→ WORK ORDER:
From the entries below, copy each line in which the word "IndexMap" occurs.

START RAW DATA

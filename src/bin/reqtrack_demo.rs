//! Demo server: an echo endpoint behind the tracking middleware.
//!
//! ```sh
//! reqtrack-demo --port 8080 --config tracker.toml
//! curl -d '{"hello":"world"}' -H 'content-type: application/json' localhost:8080/echo
//! ```

use std::net::SocketAddr;
use std::path::PathBuf;
use std::sync::Arc;

use anyhow::Result;
use axum::routing::{get, post};
use axum::{middleware, Router};
use clap::Parser;
use tower_http::trace::TraceLayer;
use tracing_subscriber::{layer::SubscriberExt, util::SubscriberInitExt, EnvFilter};

use reqtrack::middleware::track_requests;
use reqtrack::{RequestTracker, TrackerConfig, TracingSink};

#[derive(Parser)]
#[command(name = "reqtrack-demo", about = "Echo server with request tracking")]
struct Cli {
    /// Path to a TOML tracker configuration (defaults apply when omitted)
    #[arg(long, env = "REQTRACK_DEMO_CONFIG")]
    config: Option<PathBuf>,

    /// Port to listen on
    #[arg(long, env = "REQTRACK_DEMO_PORT", default_value_t = 8080)]
    port: u16,

    /// Log format: pretty or json
    #[arg(long, env = "REQTRACK_DEMO_LOG_FORMAT", default_value = "pretty")]
    log_format: String,
}

#[tokio::main]
async fn main() -> Result<()> {
    let cli = Cli::parse();
    init_tracing(&cli.log_format)?;

    let config = TrackerConfig::load(cli.config.as_deref())?.with_env_overrides();
    let tracker = Arc::new(RequestTracker::new(config, Arc::new(TracingSink))?);
    tracing::info!(
        enabled = tracker.config().enabled,
        body_max_length = tracker.config().body_max_length,
        "tracker configured"
    );

    let app = Router::new()
        .route("/", get(|| async { "reqtrack demo" }))
        .route("/echo", post(echo))
        .layer(middleware::from_fn_with_state(tracker, track_requests))
        .layer(TraceLayer::new_for_http());

    let address = SocketAddr::from(([0, 0, 0, 0], cli.port));
    let listener = tokio::net::TcpListener::bind(address).await?;
    tracing::info!(%address, "reqtrack demo listening");

    axum::serve(
        listener,
        app.into_make_service_with_connect_info::<SocketAddr>(),
    )
    .await?;

    Ok(())
}

async fn echo(body: String) -> String {
    body
}


fn init_tracing(format: &str) -> Result<()> {
    let env_filter = EnvFilter::try_from_default_env().unwrap_or_else(|_| EnvFilter::new("info"));

    match format {
        "json" => tracing_subscriber::registry()
            .with(env_filter)
            .with(tracing_subscriber::fmt::layer().json())
            .try_init()?,
        _ => tracing_subscriber::registry()
            .with(env_filter)
            .with(tracing_subscriber::fmt::layer().pretty())
            .try_init()?,
    }

    Ok(())
}
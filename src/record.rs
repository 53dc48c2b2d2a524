//! Structured request log records.

use indexmap::IndexMap;
use serde::Serialize;

/// One tracked request, assembled once, handed to the sink, then discarded.
///
/// Every string field has already been length-bounded by the assembler;
/// `remote_address` is the exception and is carried verbatim. Header order
/// is insertion order; a name that collides after truncation overwrites the
/// earlier value, matching plain mapping semantics.
#[derive(Debug, Clone, Serialize)]
pub struct LogRecord {
    pub method: String,
    pub headers: IndexMap<String, String>,
    #[serde(skip_serializing_if = "Option::is_none")]
    pub body: Option<String>,
    pub protocol: String,
    pub url: String,
    #[serde(skip_serializing_if = "Option::is_none")]
    pub remote_address: Option<String>,
}

#[cfg(test)]
mod tests {
    use super::*;

    #[test]
    fn serializes_without_absent_fields() {
        let record = LogRecord {
            method: "GET".to_string(),
            headers: IndexMap::new(),
            body: None,
            protocol: "HTTP/1.1".to_string(),
            url: "http://localhost/".to_string(),
            remote_address: None,
        };

        let json = serde_json::to_value(&record).unwrap();
        assert!(json.get("body").is_none());
        assert!(json.get("remote_address").is_none());
        assert_eq!(json["method"], "GET");
    }

    #[test]
    fn header_order_is_preserved() {
        let mut headers = IndexMap::new();
        headers.insert("z-first".to_string(), "1".to_string());
        headers.insert("a-second".to_string(), "2".to_string());

        let keys: Vec<&String> = headers.keys().collect();
        assert_eq!(keys, ["z-first", "a-second"]);
    }
}
pub mod report_writer;
pub mod scenario_reader;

END RAW DATA

→ ANSWER FOR THE TASK:
use indexmap::IndexMap;
    pub headers: IndexMap<String, String>,
            headers: IndexMap::new(),
        let mut headers = IndexMap::new();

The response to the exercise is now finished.